» EXERCISE DETAILS
The records need to be set down again exactly as they appear.

» EXERCISE DATA
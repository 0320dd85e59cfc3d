use std::fs;
use std::io::ErrorKind;
use std::path::{Path, PathBuf};

use jiff::Timestamp;
use serde::{Deserialize, Serialize};
use tracing::warn;

/// The flag expires after this, the transmission can then play again.
const RETENTION_DAYS: i64 = 365;
const FILE_NAME: &str = "timeline-reset.ron";

#[derive(Debug, thiserror::Error)]
pub enum Error {
    #[error("could not serialize played flag: {0}")]
    Serialize(#[from] ron::Error),
    #[error("could not write played flag to {path}: {err}")]
    Write {
        path: PathBuf,
        #[source]
        err: std::io::Error,
    },
    #[error("could not remove played flag at {path}: {err}")]
    Remove {
        path: PathBuf,
        #[source]
        err: std::io::Error,
    },
}

#[derive(Debug, Serialize, Deserialize)]
struct Stored {
    played: bool,
    written_at_ms: i64,
}

/// Stores the "transmission already played" flag as a little ron file.
/// Absence of the file means not yet played; so does anything unreadable,
/// which the next save simply overwrites.
#[derive(Debug, Clone)]
pub struct PlayedFlag {
    path: PathBuf,
}

impl PlayedFlag {
    pub fn new(dir: &Path) -> Self {
        Self {
            path: dir.join(FILE_NAME),
        }
    }

    /// Where the flag lives when the user does not pick a directory.
    pub fn default_dir() -> Option<PathBuf> {
        dirs::data_local_dir()
    }

    pub fn load(&self, now: Timestamp) -> bool {
        let content = match fs::read_to_string(&self.path) {
            Ok(content) => content,
            Err(err) if err.kind() == ErrorKind::NotFound => return false,
            Err(err) => {
                warn!(
                    "could not read played flag at {}, assuming not played: {err}",
                    self.path.display()
                );
                return false;
            }
        };

        let stored: Stored = match ron::from_str(&content) {
            Ok(stored) => stored,
            Err(err) => {
                warn!(
                    "played flag at {} is corrupt, assuming not played: {err}",
                    self.path.display()
                );
                return false;
            }
        };

        let age_ms = now.as_millisecond() - stored.written_at_ms;
        stored.played && age_ms <= RETENTION_DAYS * 24 * 60 * 60 * 1000
    }

    pub fn save(&self, now: Timestamp) -> Result<(), Error> {
        if let Some(parent) = self.path.parent() {
            fs::create_dir_all(parent).map_err(|err| Error::Write {
                path: self.path.clone(),
                err,
            })?;
        }

        let stored = Stored {
            played: true,
            written_at_ms: now.as_millisecond(),
        };
        let serialized = ron::to_string(&stored)?;
        fs::write(&self.path, serialized).map_err(|err| Error::Write {
            path: self.path.clone(),
            err,
        })
    }

    pub fn clear(&self) -> Result<(), Error> {
        match fs::remove_file(&self.path) {
            Ok(()) => Ok(()),
            Err(err) if err.kind() == ErrorKind::NotFound => Ok(()),
            Err(err) => Err(Error::Remove {
                path: self.path.clone(),
                err,
            }),
        }
    }
}

#[cfg(test)]
mod tests {
    use super::*;

    fn temp_flag(name: &str) -> PlayedFlag {
        let dir = std::env::temp_dir()
            .join("timeline-persist-tests")
            .join(format!("{name}-{}", std::process::id()));
        let flag = PlayedFlag::new(&dir);
        flag.clear().unwrap();
        flag
    }

    fn ts(s: &str) -> Timestamp {
        s.parse().unwrap()
    }

    #[test]
    fn save_load_clear_round_trip() {
        let flag = temp_flag("round-trip");
        let now = ts("2025-11-01T00:00:00Z");

        assert!(!flag.load(now), "missing file means not played");
        flag.save(now).unwrap();
        assert!(flag.load(now));
        flag.clear().unwrap();
        assert!(!flag.load(now));
    }

    #[test]
    fn flag_expires_after_retention() {
        let flag = temp_flag("expiry");
        flag.save(ts("2025-11-01T00:00:00Z")).unwrap();

        assert!(flag.load(ts("2026-10-31T00:00:00Z")), "within retention"); // 364 days
        assert!(!flag.load(ts("2026-11-02T00:00:00Z")), "past retention"); // 366 days
    }

    #[test]
    fn garbage_file_counts_as_not_played() {
        let flag = temp_flag("garbage");
        let now = ts("2025-11-01T00:00:00Z");
        fs::create_dir_all(flag.path.parent().unwrap()).unwrap();
        fs::write(&flag.path, "definitely not ron {{{").unwrap();

        assert!(!flag.load(now));
        // the next save overwrites the garbage
        flag.save(now).unwrap();
        assert!(flag.load(now));
    }

    #[test]
    fn clearing_a_missing_flag_is_fine() {
        let flag = temp_flag("clear-missing");
        flag.clear().unwrap();
        flag.clear().unwrap();
    }
}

» RESULT BELOW
repository 0320dd85e59cfc3d
use std::fs;
use std::io::ErrorKind;
use std::path::{Path, PathBuf};

use jiff::Timestamp;
use serde::{Deserialize, Serialize};
use tracing::warn;

/// The flag expires after this, the transmission can then play again.
const RETENTION_DAYS: i64 = 365;
const FILE_NAME: &str = "timeline-reset.ron";

#[derive(Debug, thiserror::Error)]
pub enum Error {
    #[error("could not serialize played flag: {0}")]
    Serialize(#[from] ron::Error),
    #[error("could not write played flag to {path}: {err}")]
    Write {
        path: PathBuf,
        #[source]
        err: std::io::Error,
    },
    #[error("could not remove played flag at {path}: {err}")]
    Remove {
        path: PathBuf,
        #[source]
        err: std::io::Error,
    },
}

#[derive(Debug, Serialize, Deserialize)]
struct Stored {
    played: bool,
    written_at_ms: i64,
}

/// Stores the "transmission already played" flag as a little ron file.
/// Absence of the file means not yet played; so does anything unreadable,
/// which the next save simply overwrites.
#[derive(Debug, Clone)]
pub struct PlayedFlag {
    path: PathBuf,
}

impl PlayedFlag {
    pub fn new(dir: &Path) -> Self {
        Self {
            path: dir.join(FILE_NAME),
        }
    }

    /// Where the flag lives when the user does not pick a directory.
    pub fn default_dir() -> Option<PathBuf> {
        dirs::data_local_dir()
    }

    pub fn load(&self, now: Timestamp) -> bool {
        let content = match fs::read_to_string(&self.path) {
            Ok(content) => content,
            Err(err) if err.kind() == ErrorKind::NotFound => return false,
            Err(err) => {
                warn!(
                    "could not read played flag at {}, assuming not played: {err}",
                    self.path.display()
                );
                return false;
            }
        };

        let stored: Stored = match ron::from_str(&content) {
            Ok(stored) => stored,
            Err(err) => {
                warn!(
                    "played flag at {} is corrupt, assuming not played: {err}",
                    self.path.display()
                );
                return false;
            }
        };

        let age_ms = now.as_millisecond() - stored.written_at_ms;
        stored.played && age_ms <= RETENTION_DAYS * 24 * 60 * 60 * 1000
    }

    pub fn save(&self, now: Timestamp) -> Result<(), Error> {
        if let Some(parent) = self.path.parent() {
            fs::create_dir_all(parent).map_err(|err| Error::Write {
                path: self.path.clone(),
                err,
            })?;
        }

        let stored = Stored {
            played: true,
            written_at_ms: now.as_millisecond(),
        };
        let serialized = ron::to_string(&stored)?;
        fs::write(&self.path, serialized).map_err(|err| Error::Write {
            path: self.path.clone(),
            err,
        })
    }

    pub fn clear(&self) -> Result<(), Error> {
        match fs::remove_file(&self.path) {
            Ok(()) => Ok(()),
            Err(err) if err.kind() == ErrorKind::NotFound => Ok(()),
            Err(err) => Err(Error::Remove {
                path: self.path.clone(),
                err,
            }),
        }
    }
}

#[cfg(test)]
mod tests {
    use super::*;

    fn temp_flag(name: &str) -> PlayedFlag {
        let dir = std::env::temp_dir()
            .join("timeline-persist-tests")
            .join(format!("{name}-{}", std::process::id()));
        let flag = PlayedFlag::new(&dir);
        flag.clear().unwrap();
        flag
    }

    fn ts(s: &str) -> Timestamp {
        s.parse().unwrap()
    }

    #[test]
    fn save_load_clear_round_trip() {
        let flag = temp_flag("round-trip");
        let now = ts("2025-11-01T00:00:00Z");

        assert!(!flag.load(now), "missing file means not played");
        flag.save(now).unwrap();
        assert!(flag.load(now));
        flag.clear().unwrap();
        assert!(!flag.load(now));
    }

    #[test]
    fn flag_expires_after_retention() {
        let flag = temp_flag("expiry");
        flag.save(ts("2025-11-01T00:00:00Z")).unwrap();

        assert!(flag.load(ts("2026-10-31T00:00:00Z")), "within retention"); // 364 days
        assert!(!flag.load(ts("2026-11-02T00:00:00Z")), "past retention"); // 366 days
    }

    #[test]
    fn garbage_file_counts_as_not_played() {
        let flag = temp_flag("garbage");
        let now = ts("2025-11-01T00:00:00Z");
        fs::create_dir_all(flag.path.parent().unwrap()).unwrap();
        fs::write(&flag.path, "definitely not ron {{{").unwrap();

        assert!(!flag.load(now));
        // the next save overwrites the garbage
        flag.save(now).unwrap();
        assert!(flag.load(now));
    }

    #[test]
    fn clearing_a_missing_flag_is_fine() {
        let flag = temp_flag("clear-missing");
        flag.clear().unwrap();
        flag.clear().unwrap();
    }
}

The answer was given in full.